The Mudcat Café TM
Thread #128232   Message #2897248
Posted By: Jack Campin
30-Apr-10 - 08:12 AM
Thread Name: Eruption has started in Iceland (20-Mar-2010)
Subject: RE: Eruption has started in Iceland (20-Mar-2010)
For the rest of Europe, the worst Katla eruption in recent centuries was that of 1625, which caused catastrophic famine across northern Europe. In Scotland, this was the main impetus for the development of the coal industry - the summer was so cold and wet that peat never dried out enough to burn, adding an acute energy shortage to the misery of famine, flooding, cold and toxic smog. This seems to have caused more loss of life in Scotland than any other natural disaster since the Black Death. (And presumably the rest of northern Europe, at least - Scotland happens to be the place I know most about). Other years when it seems to have had an effect on conditions in Scotland: 1722 (following the 1721 eruption), gales causing massive crop destruction; 1755-6, famine. It may have contributed to the three-year famine of the early 1580s, but the 1580 eruption seems not to have been prolonged enough to explain all that on its own; maybe Billy Mitchell in Bougainville Island was responsible (much bigger than any Icelandic volcano). The 1755-6 eruption may have had some effect on the Seven Years War, which was ultimately what made the independence of the US possible - Britain and France beating each other senseless after a war motivated by scarcity allowed a new force to emerge.

According to this page, Katla always blows up with much the same power (within one order of magnitude):

Historical record

There's been a substantial variation in its wider effect, though.

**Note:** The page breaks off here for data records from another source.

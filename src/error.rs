//! Error types and result utilities for streamer construction and decoding.

use thiserror::Error;

/// Convenience type alias for results that may contain an [`AudioStreamError`].
pub type AudioStreamResult<T> = Result<T, AudioStreamError>;

/// Errors raised while building streamers, before any audio is pulled.
///
/// Nothing in this type ever travels through [`Streamer::stream`](crate::Streamer::stream).
/// Failures that happen once streaming has begun are expressed as early
/// exhaustion instead.
#[derive(Error, Debug)]
pub enum AudioStreamError {
    /// Error that occurs when invalid parameters are provided to a constructor.
    ///
    /// This includes cases like a zero sample rate or a zero buffer length.
    #[error("Invalid parameter error: {0}")]
    InvalidParameter(String),

    /// A decoder rejected its input before producing a streamer.
    #[error("Decode error: {0}")]
    Decode(#[from] DecodeError),
}

impl AudioStreamError {
    /// Create an invalid parameter error
    pub fn invalid_parameter(details: impl Into<String>) -> Self {
        Self::InvalidParameter(details.into())
    }
}

/// Structural failures detected by a decoder adapter while reading headers.
#[derive(Error, Debug)]
pub enum DecodeError {
    /// The container or header is malformed.
    #[error("Malformed input: {details}")]
    Format {
        /// What the decoder found wrong.
        details: String,
    },

    /// The input is well formed but uses an encoding this adapter cannot play.
    #[error("Unsupported encoding: {details}")]
    Unsupported {
        /// The unsupported property.
        details: String,
    },

    /// The underlying reader failed before the header was complete.
    #[error("I/O error while decoding: {0}")]
    Io(#[from] std::io::Error),
}

impl DecodeError {
    /// Create a malformed input error
    pub fn format(details: impl Into<String>) -> Self {
        Self::Format {
            details: details.into(),
        }
    }

    /// Create an unsupported encoding error
    pub fn unsupported(details: impl Into<String>) -> Self {
        Self::Unsupported {
            details: details.into(),
        }
    }
}

#[cfg(feature = "wav")]
impl From<hound::Error> for DecodeError {
    fn from(err: hound::Error) -> Self {
        match err {
            hound::Error::IoError(io) => Self::Io(io),
            hound::Error::FormatError(msg) => Self::format(msg),
            hound::Error::Unsupported => Self::unsupported("unsupported WAV sample format"),
            other => Self::format(other.to_string()),
        }
    }
}
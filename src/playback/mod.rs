//! Real-time output: the mixer, the output sink and the backends that drive it.
//!
//! An [`OutputSink`] owns a root streamer (normally a [`Mixer`]) and hands a
//! [`Renderer`] to an [`AudioBackend`]. The backend pulls the root once per
//! tick of `buffer_frames` frames; the control side adds sounds through
//! [`OutputSink::play`] or locks the root directly.
//!
//! # Backends
//!
//! - [`OfflineBackend`]: no device, advanced one tick at a time by the caller
//! - [`ClockedBackend`]: renders on its own thread at real-time pace
//! - `CpalBackend` (feature `playback`): the host's audio device via cpal
//!
//! # Example
//!
//! ```rust
//! use audio_streams::playback::{ClockedBackend, Mixer, OutputSink, SinkConfig};
//! use audio_streams::streaming::silence;
//!
//! # fn main() -> Result<(), audio_streams::PlaybackError> {
//! let config = SinkConfig::default().with_buffer_frames(64);
//! let sink = OutputSink::init(&mut ClockedBackend::new(), Mixer::new(), config)?;
//! sink.play_and_wait(silence(256))?;
//! sink.close();
//! # Ok(())
//! # }
//! ```

pub mod clocked;
#[cfg(feature = "playback")]
pub mod devices;
pub mod error;
pub mod mixer;
pub mod offline;
pub mod sink;
pub mod traits;

// Re-export main types for convenience
pub use clocked::ClockedBackend;
#[cfg(feature = "playback")]
pub use devices::CpalBackend;
pub use error::{PlaybackError, PlaybackResult};
pub use mixer::Mixer;
pub use offline::{OfflineBackend, OfflineDevice};
pub use sink::{OutputSink, Renderer, RootGuard};
pub use traits::{AudioBackend, OutputSession, SinkConfig, SinkMetrics};
//! Pull-based streaming: the [`Streamer`] contract and the streamers built on it.
//!
//! Everything that produces audio in this crate is a [`Streamer`]. A consumer
//! owns a buffer of [`Frame`](crate::Frame)s and asks a streamer to fill it;
//! the streamer reports how many frames it wrote and whether it has more.
//! Because the contract is a single method, streamers nest freely: a
//! [`seq`] of [`Take`]s of decoders can be fed to a [`Mixer`](crate::Mixer)
//! alongside a [`Generator`].
//!
//! # Example
//!
//! ```rust
//! use audio_streams::{Frame, Streamer};
//! use audio_streams::streaming::{callback, seq, silence};
//!
//! let mut queue = seq([
//!     Box::new(silence(4)) as Box<dyn Streamer>,
//!     Box::new(callback(|| println!("finished"))),
//! ]);
//!
//! let mut buf = [Frame::SILENCE; 8];
//! assert_eq!(queue.stream(&mut buf), (4, true));
//! assert_eq!(queue.stream(&mut buf), (0, false));
//! ```

pub mod combinators;
pub mod notify;
pub mod sources;
pub mod traits;

#[cfg(test)]
mod tests;

// Re-export main types for convenience
pub use combinators::{
    Callback, Seq, Silence, Take, callback, seq, silence, silence_forever, take,
};
pub use notify::{Abandoned, Completion, Notify};
pub use sources::{Generator, GeneratorConfig, SignalType};
#[cfg(feature = "wav")]
pub use sources::wav::{self, WavStreamer};
pub use traits::{Streamer, StreamerFn, from_fn};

Northern Europe always gets more affected by Icelandic eruptions than anywhere else - Britain in particular. Coming on top of the present economic crisis and peak oil in the North Sea fields, a major Katla eruption (wiping out most UK agriculture for a year or two) would put the British economy some way below where Greece is now and finally obliterate the British delusion of being a "world power".